Could you reproduce the lines below from the one with "liquid's temperature moves" through the one with "#[derive(Debug, Clone, PartialEq, Default)]"? Keep both ends and add nothing.

### EXERCISE MATERIALS

---+---

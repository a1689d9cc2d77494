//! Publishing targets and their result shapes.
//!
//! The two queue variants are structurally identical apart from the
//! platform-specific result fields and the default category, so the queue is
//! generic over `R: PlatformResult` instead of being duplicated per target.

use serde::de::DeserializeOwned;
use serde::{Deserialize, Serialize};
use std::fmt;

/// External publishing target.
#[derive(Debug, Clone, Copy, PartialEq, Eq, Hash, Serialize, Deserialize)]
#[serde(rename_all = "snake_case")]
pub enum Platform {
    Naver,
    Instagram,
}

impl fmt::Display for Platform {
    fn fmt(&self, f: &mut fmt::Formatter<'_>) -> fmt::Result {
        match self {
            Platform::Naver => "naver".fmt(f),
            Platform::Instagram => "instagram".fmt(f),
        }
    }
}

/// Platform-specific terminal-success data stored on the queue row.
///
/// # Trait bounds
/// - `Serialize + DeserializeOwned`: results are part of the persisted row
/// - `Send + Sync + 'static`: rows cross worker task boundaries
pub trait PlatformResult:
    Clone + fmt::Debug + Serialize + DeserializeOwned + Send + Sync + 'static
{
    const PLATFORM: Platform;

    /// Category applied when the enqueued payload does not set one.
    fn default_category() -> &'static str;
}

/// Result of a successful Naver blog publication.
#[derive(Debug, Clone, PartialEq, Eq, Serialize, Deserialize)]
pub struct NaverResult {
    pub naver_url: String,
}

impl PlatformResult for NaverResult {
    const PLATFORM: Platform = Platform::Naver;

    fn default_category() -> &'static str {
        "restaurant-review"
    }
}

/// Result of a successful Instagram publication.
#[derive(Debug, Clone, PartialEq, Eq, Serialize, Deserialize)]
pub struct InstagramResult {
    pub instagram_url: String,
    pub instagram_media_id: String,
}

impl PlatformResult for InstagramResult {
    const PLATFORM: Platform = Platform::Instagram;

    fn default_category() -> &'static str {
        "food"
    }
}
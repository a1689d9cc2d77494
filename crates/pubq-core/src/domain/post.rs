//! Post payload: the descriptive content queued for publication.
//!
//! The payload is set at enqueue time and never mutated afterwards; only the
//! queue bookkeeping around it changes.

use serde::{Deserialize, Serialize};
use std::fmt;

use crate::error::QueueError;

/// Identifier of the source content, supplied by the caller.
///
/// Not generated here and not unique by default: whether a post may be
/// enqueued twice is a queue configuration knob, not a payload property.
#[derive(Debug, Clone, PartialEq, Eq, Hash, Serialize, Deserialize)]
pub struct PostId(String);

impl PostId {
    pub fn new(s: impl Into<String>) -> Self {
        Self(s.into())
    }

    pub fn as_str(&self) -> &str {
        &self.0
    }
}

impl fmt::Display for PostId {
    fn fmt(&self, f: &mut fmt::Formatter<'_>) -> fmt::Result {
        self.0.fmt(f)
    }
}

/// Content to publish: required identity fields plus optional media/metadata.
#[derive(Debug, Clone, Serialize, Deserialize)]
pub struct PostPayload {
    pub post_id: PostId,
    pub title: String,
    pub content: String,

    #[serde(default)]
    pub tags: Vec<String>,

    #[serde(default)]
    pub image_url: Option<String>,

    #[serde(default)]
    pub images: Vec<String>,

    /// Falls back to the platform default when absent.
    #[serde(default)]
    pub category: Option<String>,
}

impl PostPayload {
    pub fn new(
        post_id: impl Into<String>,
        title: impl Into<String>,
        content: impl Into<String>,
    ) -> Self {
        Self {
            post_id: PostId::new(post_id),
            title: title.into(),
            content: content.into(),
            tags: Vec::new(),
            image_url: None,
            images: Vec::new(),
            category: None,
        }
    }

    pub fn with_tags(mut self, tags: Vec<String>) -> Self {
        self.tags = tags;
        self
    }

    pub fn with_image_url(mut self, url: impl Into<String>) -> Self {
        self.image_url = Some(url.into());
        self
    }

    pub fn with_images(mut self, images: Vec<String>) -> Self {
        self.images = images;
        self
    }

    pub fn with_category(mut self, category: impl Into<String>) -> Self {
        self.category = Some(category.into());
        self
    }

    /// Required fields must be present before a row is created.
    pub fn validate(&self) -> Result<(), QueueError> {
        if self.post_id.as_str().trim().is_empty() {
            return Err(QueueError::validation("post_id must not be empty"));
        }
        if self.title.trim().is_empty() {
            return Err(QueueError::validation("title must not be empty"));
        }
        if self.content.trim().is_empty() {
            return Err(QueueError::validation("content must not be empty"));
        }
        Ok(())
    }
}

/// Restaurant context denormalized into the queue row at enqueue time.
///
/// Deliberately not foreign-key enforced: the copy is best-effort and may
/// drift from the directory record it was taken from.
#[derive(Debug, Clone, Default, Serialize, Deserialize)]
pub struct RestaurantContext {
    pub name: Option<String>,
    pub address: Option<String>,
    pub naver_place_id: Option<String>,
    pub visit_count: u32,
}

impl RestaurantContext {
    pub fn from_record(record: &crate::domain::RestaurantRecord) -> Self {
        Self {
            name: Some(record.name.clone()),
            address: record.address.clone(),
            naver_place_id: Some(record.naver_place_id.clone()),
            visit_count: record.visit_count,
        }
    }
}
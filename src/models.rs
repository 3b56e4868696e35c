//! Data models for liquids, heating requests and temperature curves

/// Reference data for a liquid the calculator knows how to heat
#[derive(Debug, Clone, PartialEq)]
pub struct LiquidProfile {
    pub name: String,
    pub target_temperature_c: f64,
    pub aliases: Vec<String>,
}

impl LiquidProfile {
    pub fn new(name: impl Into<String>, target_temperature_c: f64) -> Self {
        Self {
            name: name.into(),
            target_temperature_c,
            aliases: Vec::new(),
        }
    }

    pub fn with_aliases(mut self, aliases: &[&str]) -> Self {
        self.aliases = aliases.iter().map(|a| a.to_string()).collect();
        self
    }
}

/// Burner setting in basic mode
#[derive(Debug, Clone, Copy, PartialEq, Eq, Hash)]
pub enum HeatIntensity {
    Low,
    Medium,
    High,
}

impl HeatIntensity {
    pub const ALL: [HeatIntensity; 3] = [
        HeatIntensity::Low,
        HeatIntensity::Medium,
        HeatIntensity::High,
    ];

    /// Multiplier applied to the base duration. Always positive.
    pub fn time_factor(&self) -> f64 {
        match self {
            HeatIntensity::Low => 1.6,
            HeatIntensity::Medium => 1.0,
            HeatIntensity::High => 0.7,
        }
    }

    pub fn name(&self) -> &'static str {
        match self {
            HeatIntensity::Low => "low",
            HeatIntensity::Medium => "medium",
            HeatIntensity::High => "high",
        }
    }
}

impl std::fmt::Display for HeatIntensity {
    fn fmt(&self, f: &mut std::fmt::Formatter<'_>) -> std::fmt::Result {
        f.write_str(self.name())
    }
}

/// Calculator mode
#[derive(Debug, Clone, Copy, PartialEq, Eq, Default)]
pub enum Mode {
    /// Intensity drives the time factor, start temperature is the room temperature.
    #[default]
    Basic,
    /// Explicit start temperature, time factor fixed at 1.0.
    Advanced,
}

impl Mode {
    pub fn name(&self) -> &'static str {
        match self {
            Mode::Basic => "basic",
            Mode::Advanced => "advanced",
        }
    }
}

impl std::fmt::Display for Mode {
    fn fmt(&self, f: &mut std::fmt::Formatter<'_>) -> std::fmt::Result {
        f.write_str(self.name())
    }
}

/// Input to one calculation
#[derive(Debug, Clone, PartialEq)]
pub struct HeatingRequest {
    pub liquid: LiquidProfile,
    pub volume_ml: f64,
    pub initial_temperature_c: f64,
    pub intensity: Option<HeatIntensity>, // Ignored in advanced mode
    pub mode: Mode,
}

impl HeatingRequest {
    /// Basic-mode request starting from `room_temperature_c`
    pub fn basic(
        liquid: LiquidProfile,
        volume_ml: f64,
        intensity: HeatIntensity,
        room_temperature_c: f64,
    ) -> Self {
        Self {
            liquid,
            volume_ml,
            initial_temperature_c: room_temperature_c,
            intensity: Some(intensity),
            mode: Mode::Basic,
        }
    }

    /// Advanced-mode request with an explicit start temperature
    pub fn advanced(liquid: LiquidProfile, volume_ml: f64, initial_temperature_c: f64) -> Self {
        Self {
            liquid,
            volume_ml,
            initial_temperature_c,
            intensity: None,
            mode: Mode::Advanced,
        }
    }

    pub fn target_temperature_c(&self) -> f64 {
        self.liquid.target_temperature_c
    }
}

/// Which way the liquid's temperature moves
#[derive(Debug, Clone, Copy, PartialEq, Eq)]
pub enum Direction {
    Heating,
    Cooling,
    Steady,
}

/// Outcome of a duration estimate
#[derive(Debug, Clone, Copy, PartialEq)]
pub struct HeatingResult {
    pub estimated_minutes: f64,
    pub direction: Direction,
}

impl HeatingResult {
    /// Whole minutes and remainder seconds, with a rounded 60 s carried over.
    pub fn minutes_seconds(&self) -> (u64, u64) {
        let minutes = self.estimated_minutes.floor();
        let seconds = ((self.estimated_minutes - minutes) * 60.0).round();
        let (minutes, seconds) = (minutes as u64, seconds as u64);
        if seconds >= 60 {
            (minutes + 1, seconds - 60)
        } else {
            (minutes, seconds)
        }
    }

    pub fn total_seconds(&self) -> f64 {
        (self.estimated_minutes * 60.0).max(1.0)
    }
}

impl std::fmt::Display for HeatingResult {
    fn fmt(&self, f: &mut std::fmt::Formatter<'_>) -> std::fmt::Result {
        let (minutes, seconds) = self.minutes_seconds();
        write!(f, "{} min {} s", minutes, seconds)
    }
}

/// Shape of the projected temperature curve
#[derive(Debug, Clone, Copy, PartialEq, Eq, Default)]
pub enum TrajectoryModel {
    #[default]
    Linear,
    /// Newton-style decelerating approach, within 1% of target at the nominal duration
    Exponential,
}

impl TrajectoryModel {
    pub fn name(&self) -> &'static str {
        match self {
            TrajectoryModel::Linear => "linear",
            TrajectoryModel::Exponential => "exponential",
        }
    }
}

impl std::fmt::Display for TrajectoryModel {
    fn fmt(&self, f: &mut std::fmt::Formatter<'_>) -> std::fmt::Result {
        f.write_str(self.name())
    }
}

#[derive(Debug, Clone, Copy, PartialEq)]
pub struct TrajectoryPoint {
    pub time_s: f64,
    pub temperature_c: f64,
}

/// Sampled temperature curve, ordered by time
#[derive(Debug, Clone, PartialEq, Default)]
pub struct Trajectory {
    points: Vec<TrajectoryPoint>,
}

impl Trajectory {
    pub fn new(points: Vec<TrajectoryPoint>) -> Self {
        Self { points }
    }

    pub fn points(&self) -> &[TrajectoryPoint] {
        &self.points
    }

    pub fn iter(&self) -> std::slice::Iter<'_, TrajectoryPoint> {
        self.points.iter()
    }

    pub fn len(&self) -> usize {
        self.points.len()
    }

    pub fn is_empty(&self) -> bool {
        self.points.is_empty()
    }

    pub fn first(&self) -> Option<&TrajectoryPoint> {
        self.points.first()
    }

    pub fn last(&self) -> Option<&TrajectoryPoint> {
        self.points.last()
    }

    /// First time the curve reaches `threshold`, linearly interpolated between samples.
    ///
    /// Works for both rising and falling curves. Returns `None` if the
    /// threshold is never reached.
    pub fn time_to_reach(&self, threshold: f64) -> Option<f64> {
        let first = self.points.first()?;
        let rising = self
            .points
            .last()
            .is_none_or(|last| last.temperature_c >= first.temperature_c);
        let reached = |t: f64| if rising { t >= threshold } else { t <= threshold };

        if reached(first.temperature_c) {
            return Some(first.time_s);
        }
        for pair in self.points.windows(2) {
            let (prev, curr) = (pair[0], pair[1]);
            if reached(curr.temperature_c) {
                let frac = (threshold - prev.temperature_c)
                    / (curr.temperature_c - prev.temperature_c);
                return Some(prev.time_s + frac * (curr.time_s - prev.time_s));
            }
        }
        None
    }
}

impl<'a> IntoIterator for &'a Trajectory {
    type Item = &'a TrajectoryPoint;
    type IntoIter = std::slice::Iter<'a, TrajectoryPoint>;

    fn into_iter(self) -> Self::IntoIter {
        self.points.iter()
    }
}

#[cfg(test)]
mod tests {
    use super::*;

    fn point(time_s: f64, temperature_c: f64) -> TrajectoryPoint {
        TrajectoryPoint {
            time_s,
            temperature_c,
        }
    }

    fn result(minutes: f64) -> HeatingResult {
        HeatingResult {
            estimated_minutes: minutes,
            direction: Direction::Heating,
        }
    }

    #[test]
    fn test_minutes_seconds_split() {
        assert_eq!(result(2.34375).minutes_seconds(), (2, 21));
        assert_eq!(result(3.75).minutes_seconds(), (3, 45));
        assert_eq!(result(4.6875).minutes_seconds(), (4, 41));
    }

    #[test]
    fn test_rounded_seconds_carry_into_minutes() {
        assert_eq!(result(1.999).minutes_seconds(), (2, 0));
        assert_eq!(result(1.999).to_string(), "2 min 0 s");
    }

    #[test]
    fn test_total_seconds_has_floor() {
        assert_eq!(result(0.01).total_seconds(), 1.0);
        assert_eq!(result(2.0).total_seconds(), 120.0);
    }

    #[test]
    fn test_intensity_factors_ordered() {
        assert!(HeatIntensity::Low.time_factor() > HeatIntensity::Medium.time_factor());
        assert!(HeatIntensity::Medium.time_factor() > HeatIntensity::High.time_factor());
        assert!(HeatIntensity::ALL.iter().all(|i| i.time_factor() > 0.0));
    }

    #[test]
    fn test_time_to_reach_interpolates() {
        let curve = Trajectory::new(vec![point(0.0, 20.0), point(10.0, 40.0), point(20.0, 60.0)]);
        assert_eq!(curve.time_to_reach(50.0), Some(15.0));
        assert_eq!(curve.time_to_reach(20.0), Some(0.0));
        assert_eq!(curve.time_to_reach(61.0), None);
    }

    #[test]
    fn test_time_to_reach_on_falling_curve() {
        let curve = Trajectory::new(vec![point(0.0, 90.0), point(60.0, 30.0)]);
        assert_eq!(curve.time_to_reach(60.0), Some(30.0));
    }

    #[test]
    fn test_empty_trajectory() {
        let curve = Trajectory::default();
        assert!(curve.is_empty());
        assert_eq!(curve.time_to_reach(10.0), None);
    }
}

---+---

### EXERCISE OUTPUT
/// Which way the liquid's temperature moves
#[derive(Debug, Clone, Copy, PartialEq, Eq)]
pub enum Direction {
    Heating,
    Cooling,
    Steady,
}

/// Outcome of a duration estimate
#[derive(Debug, Clone, Copy, PartialEq)]
pub struct HeatingResult {
    pub estimated_minutes: f64,
    pub direction: Direction,
}

impl HeatingResult {
    /// Whole minutes and remainder seconds, with a rounded 60 s carried over.
    pub fn minutes_seconds(&self) -> (u64, u64) {
        let minutes = self.estimated_minutes.floor();
        let seconds = ((self.estimated_minutes - minutes) * 60.0).round();
        let (minutes, seconds) = (minutes as u64, seconds as u64);
        if seconds >= 60 {
            (minutes + 1, seconds - 60)
        } else {
            (minutes, seconds)
        }
    }

    pub fn total_seconds(&self) -> f64 {
        (self.estimated_minutes * 60.0).max(1.0)
    }
}

impl std::fmt::Display for HeatingResult {
    fn fmt(&self, f: &mut std::fmt::Formatter<'_>) -> std::fmt::Result {
        let (minutes, seconds) = self.minutes_seconds();
        write!(f, "{} min {} s", minutes, seconds)
    }
}

/// Shape of the projected temperature curve
#[derive(Debug, Clone, Copy, PartialEq, Eq, Default)]
pub enum TrajectoryModel {
    #[default]
    Linear,
    /// Newton-style decelerating approach, within 1% of target at the nominal duration
    Exponential,
}

impl TrajectoryModel {
    pub fn name(&self) -> &'static str {
        match self {
            TrajectoryModel::Linear => "linear",
            TrajectoryModel::Exponential => "exponential",
        }
    }
}

impl std::fmt::Display for TrajectoryModel {
    fn fmt(&self, f: &mut std::fmt::Formatter<'_>) -> std::fmt::Result {
        f.write_str(self.name())
    }
}

#[derive(Debug, Clone, Copy, PartialEq)]
pub struct TrajectoryPoint {
    pub time_s: f64,
    pub temperature_c: f64,
}

/// Sampled temperature curve, ordered by time
#[derive(Debug, Clone, PartialEq, Default)]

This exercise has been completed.